Copy every line of the data that includes the string "Active".

RECORDS TO USE:
+++
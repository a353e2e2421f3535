//! Polled push-button driver with debounce and short/long classification.
//!
//! ## Hardware
//!
//! Active-low momentary switch with pull-up.  The button watcher samples
//! the line every `button_poll_ms` (20 ms) and feeds each sample into a
//! [`PressClassifier`]; the sampling tick bounds both input latency and
//! debounce accuracy.
//!
//! ## Gesture detection
//!
//! | Gesture     | Condition (press → release)   | Event        |
//! |-------------|-------------------------------|--------------|
//! | Noise       | duration ≤ 50 ms              | —            |
//! | Short press | 50 ms < duration ≤ 1500 ms    | `ShortPress` |
//! | Long press  | duration > 1500 ms            | `LongPress`  |
//!
//! Events fire on release, never while the button is still held.

use embedded_hal::digital::InputPin;
use log::warn;

use crate::app::ports::ButtonPort;

/// Button events emitted after gesture classification.
#[derive(Debug, Clone, Copy, PartialEq, Eq)]
pub enum ButtonEvent {
    ShortPress,
    LongPress,
}

/// Classify a completed press by its duration.
///
/// Both comparisons are strict at the upper edge of their band:
/// `debounce_ms` itself is noise and `long_press_ms` itself is short.
pub fn classify(duration_ms: u64, debounce_ms: u32, long_press_ms: u32) -> Option<ButtonEvent> {
    if duration_ms <= u64::from(debounce_ms) {
        None
    } else if duration_ms > u64::from(long_press_ms) {
        Some(ButtonEvent::LongPress)
    } else {
        Some(ButtonEvent::ShortPress)
    }
}

/// Internal state machine for gesture detection.
#[derive(Debug, Clone, Copy, PartialEq, Eq)]
enum PressState {
    Idle,
    Pressed { since_ms: u64 },
}

/// `Idle → Pressed → (release) classify → Idle`.
pub struct PressClassifier {
    state: PressState,
    debounce_ms: u32,
    long_press_ms: u32,
}

impl PressClassifier {
    pub fn new(debounce_ms: u32, long_press_ms: u32) -> Self {
        Self {
            state: PressState::Idle,
            debounce_ms,
            long_press_ms,
        }
    }

    /// Feed one raw sample taken at `now_ms`.
    /// Returns a classified gesture on release, if any.
    pub fn sample(&mut self, pressed: bool, now_ms: u64) -> Option<ButtonEvent> {
        match self.state {
            PressState::Idle => {
                if pressed {
                    self.state = PressState::Pressed { since_ms: now_ms };
                }
                None
            }

            PressState::Pressed { since_ms } => {
                if pressed {
                    return None;
                }
                self.state = PressState::Idle;
                classify(
                    now_ms.saturating_sub(since_ms),
                    self.debounce_ms,
                    self.long_press_ms,
                )
            }
        }
    }

    /// Whether a press is currently being timed.
    pub fn is_pressed(&self) -> bool {
        matches!(self.state, PressState::Pressed { .. })
    }
}

/// Active-low button on any `embedded-hal` input pin.
pub struct ButtonInput<P> {
    pin: P,
}

impl<P: InputPin> ButtonInput<P> {
    pub fn new(pin: P) -> Self {
        Self { pin }
    }
}

impl<P: InputPin> ButtonPort for ButtonInput<P> {
    fn is_pressed(&mut self) -> bool {
        match self.pin.is_low() {
            Ok(low) => low,
            Err(e) => {
                warn!("Button: GPIO read failed ({:?}), treating as released", e);
                false
            }
        }
    }
}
+++
OUTPUT BELOW:
//! Active-low momentary switch with pull-up.  The button watcher samples
/// Active-low button on any `embedded-hal` input pin.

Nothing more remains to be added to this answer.